Tabitha trilled merry peals of laughter. “Oh God. Why am I trilling merry peals of laughter instead of laughing like a normal human?”
“I don’t know. Maybe our author has been reading attemps at Regency fiction. Or getting into the Denim Vodka.”
“The Denim Vodka doesn’t sound like a bad idea,” Tabitha smirked. “Wait a minute. Now I’m doing it, too. Why am I smirking?”
“Our author got tired of writing ‘said’, I think.”
“Now I really need the vodka. You?”
“I can’t. I’m pregnant.”
“Again? Isn’t that like the third time this month? Maybe you should sue the people who make your NuvaRing. Is Mikhail with you this time, or did you throw him out thinking you weren’t worldly enough for him?”
“It’s not Mikhail.”
“Karl? My Karl?”
Mavis hung her head in shame. “It wasn’t my idea. It wasn’t even Karl’s idea. One minute I was giving him an affectionate peck on the cheek to congratulate him on your engagement, the next minute my lips were on his and before I knew it, I was doing something called ‘deepening the kiss’.”
“Better than smiling/groaning/moaning into his mouth, I guess. But you didn’t get pregnant from kissing.”
“No, next thing I know I was on the kitchen counter and we were deepening something else.”
“On the counter?”
“Yes, and I had left a corkscrew on it, too. Ouch.”
“I can’t wait until some of our authors get older, gain a little experience, and see the advantage of mattresses,” Tabitha sighed. “We have a new one.”
“Sleep Number or Tempur-pedic?”
“Sleep Number with a memory foam top. So what are we going to do about the baby?
“You’re going to run me out of town. Wait, is that ‘you’re’ or ‘your’? You are going to run me out of town, I’m going to convince Mikhail that the child is his, and for about a decade I will tolerate a loveless marriage in which we have two more children.”

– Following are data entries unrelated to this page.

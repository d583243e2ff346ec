//! # MQTT Packet Structures and Serialization
//!
//! This module defines the MQTT 3.1.1 control packets used by the client and
//! the traits for encoding and decoding them to and from a byte buffer.
//!
//! Encoders reserve the longest possible fixed header up front, write the
//! body, then compact the body next to the real header once the remaining
//! length is known.

use crate::error::{ConnectReasonCode, PacketError, ProtocolError};
use crate::util::{self, read_binary, read_u16, read_utf8_string, write_binary, write_utf8_string};
use heapless::Vec;

/// Represents the Quality of Service (QoS) levels for MQTT messages.
#[derive(Debug, Clone, Copy, PartialEq, Eq, PartialOrd)]
#[cfg_attr(feature = "defmt", derive(defmt::Format))]
#[repr(u8)]
pub enum QoS {
    AtMostOnce = 0,
    AtLeastOnce = 1,
    ExactlyOnce = 2,
}

impl TryFrom<u8> for QoS {
    type Error = ProtocolError;

    fn try_from(val: u8) -> Result<Self, Self::Error> {
        match val {
            0 => Ok(QoS::AtMostOnce),
            1 => Ok(QoS::AtLeastOnce),
            2 => Ok(QoS::ExactlyOnce),
            _ => Err(ProtocolError::MalformedPacket),
        }
    }
}

/// A trait for packets that can be encoded into a byte buffer.
pub trait EncodePacket {
    /// Encodes the packet at the start of `buf`, returning its length.
    fn encode(&self, buf: &mut [u8]) -> Result<usize, PacketError>;
}

/// A trait for packets that can be decoded from a byte buffer.
///
/// `buf` holds one complete packet, fixed header included.
pub trait DecodePacket<'a>: Sized {
    fn decode(buf: &'a [u8]) -> Result<Self, PacketError>;
}

/// An enumeration of all MQTT control packets this crate understands.
#[derive(Debug)]
pub enum MqttPacket<'a> {
    Connect(Connect<'a>),
    ConnAck(ConnAck),
    Publish(Publish<'a>),
    PubAck(PubAck),
    Subscribe(Subscribe<'a>),
    SubAck(SubAck),
    PingReq,
    PingResp,
    Disconnect,
}

/// Decodes a raw byte buffer into a specific `MqttPacket`.
pub fn decode(buf: &[u8]) -> Result<Option<MqttPacket<'_>>, PacketError> {
    let Some(first) = buf.first() else {
        return Ok(None);
    };

    let packet_type = first >> 4;
    let packet = match packet_type {
        1 => MqttPacket::Connect(Connect::decode(buf)?),
        2 => MqttPacket::ConnAck(ConnAck::decode(buf)?),
        3 => MqttPacket::Publish(Publish::decode(buf)?),
        4 => MqttPacket::PubAck(PubAck::decode(buf)?),
        8 => MqttPacket::Subscribe(Subscribe::decode(buf)?),
        9 => MqttPacket::SubAck(SubAck::decode(buf)?),
        12 => MqttPacket::PingReq,
        13 => MqttPacket::PingResp,
        14 => MqttPacket::Disconnect,
        _ => {
            return Err(ProtocolError::InvalidPacketType(packet_type).into());
        }
    };

    Ok(Some(packet))
}

// Room for the packet type byte plus a 4-byte remaining length.
const BODY_START: usize = 5;

fn begin(buf: &[u8]) -> Result<usize, PacketError> {
    if buf.len() < BODY_START {
        return Err(PacketError::BufferTooSmall);
    }
    Ok(BODY_START)
}

fn put(buf: &mut [u8], cursor: &mut usize, bytes: &[u8]) -> Result<(), PacketError> {
    let end = *cursor + bytes.len();
    buf.get_mut(*cursor..end)
        .ok_or(PacketError::BufferTooSmall)?
        .copy_from_slice(bytes);
    *cursor = end;
    Ok(())
}

fn put_str(buf: &mut [u8], cursor: &mut usize, s: &str) -> Result<(), PacketError> {
    let tail = buf.get_mut(*cursor..).ok_or(PacketError::BufferTooSmall)?;
    *cursor += write_utf8_string(tail, s)?;
    Ok(())
}

fn finish(buf: &mut [u8], header: u8, end: usize) -> Result<usize, PacketError> {
    let remaining_len = end - BODY_START;
    let len_bytes = util::write_variable_byte_integer_len(&mut buf[1..BODY_START], remaining_len)?;
    let header_len = 1 + len_bytes;
    buf[0] = header;
    buf.copy_within(BODY_START..end, header_len);
    Ok(header_len + remaining_len)
}

/// Skips the fixed header and returns the cursor and the end of the packet.
fn body(buf: &[u8]) -> Result<(usize, usize), PacketError> {
    let mut cursor = 1;
    let remaining_len = util::read_variable_byte_integer(&mut cursor, buf)?;
    let end = cursor + remaining_len;
    if end > buf.len() {
        return Err(ProtocolError::MalformedPacket.into());
    }
    Ok((cursor, end))
}

// --- CONNECT Packet ---

/// Will message carried inside CONNECT.
#[derive(Debug, Clone, Copy, PartialEq, Eq)]
pub struct LastWill<'a> {
    pub topic: &'a str,
    pub message: &'a [u8],
    pub qos: QoS,
    pub retain: bool,
}

const FLAG_CLEAN_SESSION: u8 = 0x02;
const FLAG_WILL: u8 = 0x04;
const FLAG_WILL_RETAIN: u8 = 0x20;
const FLAG_PASSWORD: u8 = 0x40;
const FLAG_USERNAME: u8 = 0x80;

#[derive(Debug, Clone, PartialEq, Eq)]
pub struct Connect<'a> {
    pub clean_session: bool,
    pub keep_alive: u16,
    pub client_id: &'a str,
    pub will: Option<LastWill<'a>>,
    pub username: Option<&'a str>,
    pub password: Option<&'a str>,
}

impl<'a> Connect<'a> {
    pub fn new(client_id: &'a str, keep_alive: u16, clean_session: bool) -> Self {
        Self {
            clean_session,
            keep_alive,
            client_id,
            will: None,
            username: None,
            password: None,
        }
    }
}

impl EncodePacket for Connect<'_> {
    fn encode(&self, buf: &mut [u8]) -> Result<usize, PacketError> {
        let mut cursor = begin(buf)?;
        put_str(buf, &mut cursor, "MQTT")?;
        // Protocol level 4 is MQTT 3.1.1
        let mut flags = 0;
        if self.clean_session {
            flags |= FLAG_CLEAN_SESSION;
        }
        if let Some(will) = &self.will {
            flags |= FLAG_WILL | ((will.qos as u8) << 3);
            if will.retain {
                flags |= FLAG_WILL_RETAIN;
            }
        }
        if self.username.is_some() {
            flags |= FLAG_USERNAME;
        }
        if self.password.is_some() {
            flags |= FLAG_PASSWORD;
        }
        put(buf, &mut cursor, &[4, flags])?;
        put(buf, &mut cursor, &self.keep_alive.to_be_bytes())?;

        put_str(buf, &mut cursor, self.client_id)?;
        if let Some(will) = &self.will {
            put_str(buf, &mut cursor, will.topic)?;
            let tail = buf.get_mut(cursor..).ok_or(PacketError::BufferTooSmall)?;
            cursor += write_binary(tail, will.message)?;
        }
        if let Some(username) = self.username {
            put_str(buf, &mut cursor, username)?;
        }
        if let Some(password) = self.password {
            put_str(buf, &mut cursor, password)?;
        }
        finish(buf, 0x10, cursor)
    }
}

impl<'a> DecodePacket<'a> for Connect<'a> {
    fn decode(buf: &'a [u8]) -> Result<Self, PacketError> {
        let (mut cursor, _) = body(buf)?;
        if read_utf8_string(&mut cursor, buf)? != "MQTT" {
            return Err(ProtocolError::InvalidResponse.into());
        }
        let header = buf
            .get(cursor..cursor + 2)
            .ok_or(ProtocolError::MalformedPacket)?;
        let connect_flags = header[1];
        cursor += 2;
        let keep_alive = read_u16(&mut cursor, buf)?;
        let client_id = read_utf8_string(&mut cursor, buf)?;

        let will = if connect_flags & FLAG_WILL != 0 {
            let topic = read_utf8_string(&mut cursor, buf)?;
            let message = read_binary(&mut cursor, buf)?;
            Some(LastWill {
                topic,
                message,
                qos: QoS::try_from((connect_flags >> 3) & 0x03)?,
                retain: connect_flags & FLAG_WILL_RETAIN != 0,
            })
        } else {
            None
        };
        let username = if connect_flags & FLAG_USERNAME != 0 {
            Some(read_utf8_string(&mut cursor, buf)?)
        } else {
            None
        };
        let password = if connect_flags & FLAG_PASSWORD != 0 {
            Some(read_utf8_string(&mut cursor, buf)?)
        } else {
            None
        };

        Ok(Self {
            clean_session: connect_flags & FLAG_CLEAN_SESSION != 0,
            keep_alive,
            client_id,
            will,
            username,
            password,
        })
    }
}

// --- CONNACK Packet ---
#[derive(Debug, Clone, Copy, PartialEq, Eq)]
pub struct ConnAck {
    pub session_present: bool,
    pub reason_code: ConnectReasonCode,
}

impl<'a> DecodePacket<'a> for ConnAck {
    fn decode(buf: &'a [u8]) -> Result<Self, PacketError> {
        let (cursor, end) = body(buf)?;
        if end - cursor != 2 {
            return Err(ProtocolError::MalformedPacket.into());
        }
        Ok(Self {
            session_present: (buf[cursor] & 0x01) != 0,
            reason_code: ConnectReasonCode::from(buf[cursor + 1]),
        })
    }
}

// --- PUBLISH Packet ---
#[derive(Debug, Clone, PartialEq, Eq)]
pub struct Publish<'a> {
    pub topic: &'a str,
    pub qos: QoS,
    pub retain: bool,
    pub payload: &'a [u8],
    pub packet_id: Option<u16>,
}

impl<'a> DecodePacket<'a> for Publish<'a> {
    fn decode(buf: &'a [u8]) -> Result<Self, PacketError> {
        let flags = buf.first().ok_or(ProtocolError::MalformedPacket)? & 0x0F;
        let qos = QoS::try_from((flags >> 1) & 0x03)?;
        let (mut cursor, end) = body(buf)?;

        let topic = read_utf8_string(&mut cursor, buf)?;
        let packet_id = if qos != QoS::AtMostOnce {
            Some(read_u16(&mut cursor, buf)?)
        } else {
            None
        };
        let payload = buf.get(cursor..end).ok_or(ProtocolError::MalformedPacket)?;

        Ok(Publish {
            topic,
            qos,
            retain: flags & 0x01 != 0,
            payload,
            packet_id,
        })
    }
}

impl EncodePacket for Publish<'_> {
    fn encode(&self, buf: &mut [u8]) -> Result<usize, PacketError> {
        let mut cursor = begin(buf)?;

        put_str(buf, &mut cursor, self.topic)?;

        // Packet ID (only for QoS > 0)
        if self.qos != QoS::AtMostOnce
            && let Some(id) = self.packet_id
        {
            put(buf, &mut cursor, &id.to_be_bytes())?;
        }

        put(buf, &mut cursor, self.payload)?;

        let mut header = 0x30 | ((self.qos as u8) << 1);
        if self.retain {
            header |= 0x01;
        }
        finish(buf, header, cursor)
    }
}

// --- PUBACK Packet ---
#[derive(Debug, Clone, Copy, PartialEq, Eq)]
pub struct PubAck {
    pub packet_id: u16,
}

impl<'a> DecodePacket<'a> for PubAck {
    fn decode(buf: &'a [u8]) -> Result<Self, PacketError> {
        let (mut cursor, _) = body(buf)?;
        Ok(PubAck {
            packet_id: read_u16(&mut cursor, buf)?,
        })
    }
}

impl EncodePacket for PubAck {
    fn encode(&self, buf: &mut [u8]) -> Result<usize, PacketError> {
        let id = self.packet_id.to_be_bytes();
        let out = buf.get_mut(0..4).ok_or(PacketError::BufferTooSmall)?;
        out.copy_from_slice(&[0x40, 0x02, id[0], id[1]]);
        Ok(4)
    }
}

// --- SUBSCRIBE Packet ---
#[derive(Debug, Clone, PartialEq, Eq)]
pub struct Subscribe<'a> {
    pub packet_id: u16,
    pub topics: Vec<(&'a str, QoS), 8>,
}

impl<'a> Subscribe<'a> {
    /// Creates a new Subscribe packet with a single topic.
    pub fn new(packet_id: u16, topic: &'a str, qos: QoS) -> Self {
        let mut topics = Vec::new();
        let _ = topics.push((topic, qos));
        Self { packet_id, topics }
    }
}

impl<'a> DecodePacket<'a> for Subscribe<'a> {
    fn decode(buf: &'a [u8]) -> Result<Self, PacketError> {
        let (mut cursor, end) = body(buf)?;
        let packet_id = read_u16(&mut cursor, buf)?;

        let mut topics = Vec::new();
        while cursor < end {
            let topic = read_utf8_string(&mut cursor, buf)?;
            let qos = buf.get(cursor).ok_or(ProtocolError::MalformedPacket)?;
            cursor += 1;
            topics
                .push((topic, QoS::try_from(*qos)?))
                .map_err(|_| ProtocolError::PayloadTooLarge)?;
        }
        Ok(Subscribe { packet_id, topics })
    }
}

impl EncodePacket for Subscribe<'_> {
    fn encode(&self, buf: &mut [u8]) -> Result<usize, PacketError> {
        let mut cursor = begin(buf)?;

        put(buf, &mut cursor, &self.packet_id.to_be_bytes())?;

        // Topic filters with QoS
        for (topic, qos) in &self.topics {
            put_str(buf, &mut cursor, topic)?;
            put(buf, &mut cursor, &[*qos as u8])?;
        }

        // SUBSCRIBE packet type (8) with reserved bits (0x02)
        finish(buf, 0x82, cursor)
    }
}

// --- SUBACK Packet ---
#[derive(Debug, Clone, PartialEq, Eq)]
pub struct SubAck {
    pub packet_id: u16,
    pub reason_codes: Vec<u8, 8>,
}

impl<'a> DecodePacket<'a> for SubAck {
    fn decode(buf: &'a [u8]) -> Result<Self, PacketError> {
        let (mut cursor, end) = body(buf)?;
        let packet_id = read_u16(&mut cursor, buf)?;

        let mut reason_codes = Vec::new();
        while cursor < end {
            let _ = reason_codes.push(buf[cursor]);
            cursor += 1;
        }

        Ok(SubAck {
            packet_id,
            reason_codes,
        })
    }
}

fn encode_empty(buf: &mut [u8], header: u8) -> Result<usize, PacketError> {
    let out = buf.get_mut(0..2).ok_or(PacketError::BufferTooSmall)?;
    out.copy_from_slice(&[header, 0x00]);
    Ok(2)
}

// --- PINGREQ Packet ---
#[derive(Debug)]
pub struct PingReq;

impl EncodePacket for PingReq {
    fn encode(&self, buf: &mut [u8]) -> Result<usize, PacketError> {
        encode_empty(buf, 0xC0)
    }
}

// --- PINGRESP Packet ---
#[derive(Debug)]
pub struct PingResp;

impl EncodePacket for PingResp {
    fn encode(&self, buf: &mut [u8]) -> Result<usize, PacketError> {
        encode_empty(buf, 0xD0)
    }
}

// --- DISCONNECT Packet ---
#[derive(Debug)]
pub struct Disconnect;

impl EncodePacket for Disconnect {
    fn encode(&self, buf: &mut [u8]) -> Result<usize, PacketError> {
        encode_empty(buf, 0xE0)
    }
}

“Mikhail can’t count to nine?” Tabitha said off-handedly while trying to fit “Mikhail”, “Mavis” and “loveless marriage” into one coherent sentence. She gave up.
“It’s the accent. Accents automatically remove 15 IQ points. Unless they’re French.”
“How about if you tell Karl about the baby, I bow out gracefully, and Mikhail and I go through a few bottles of Denim Vodka and have drunken sex?”
“Suit yourself. Just so you won’t be too disappointed, let me warn you. He wasn’t joking about the hat.”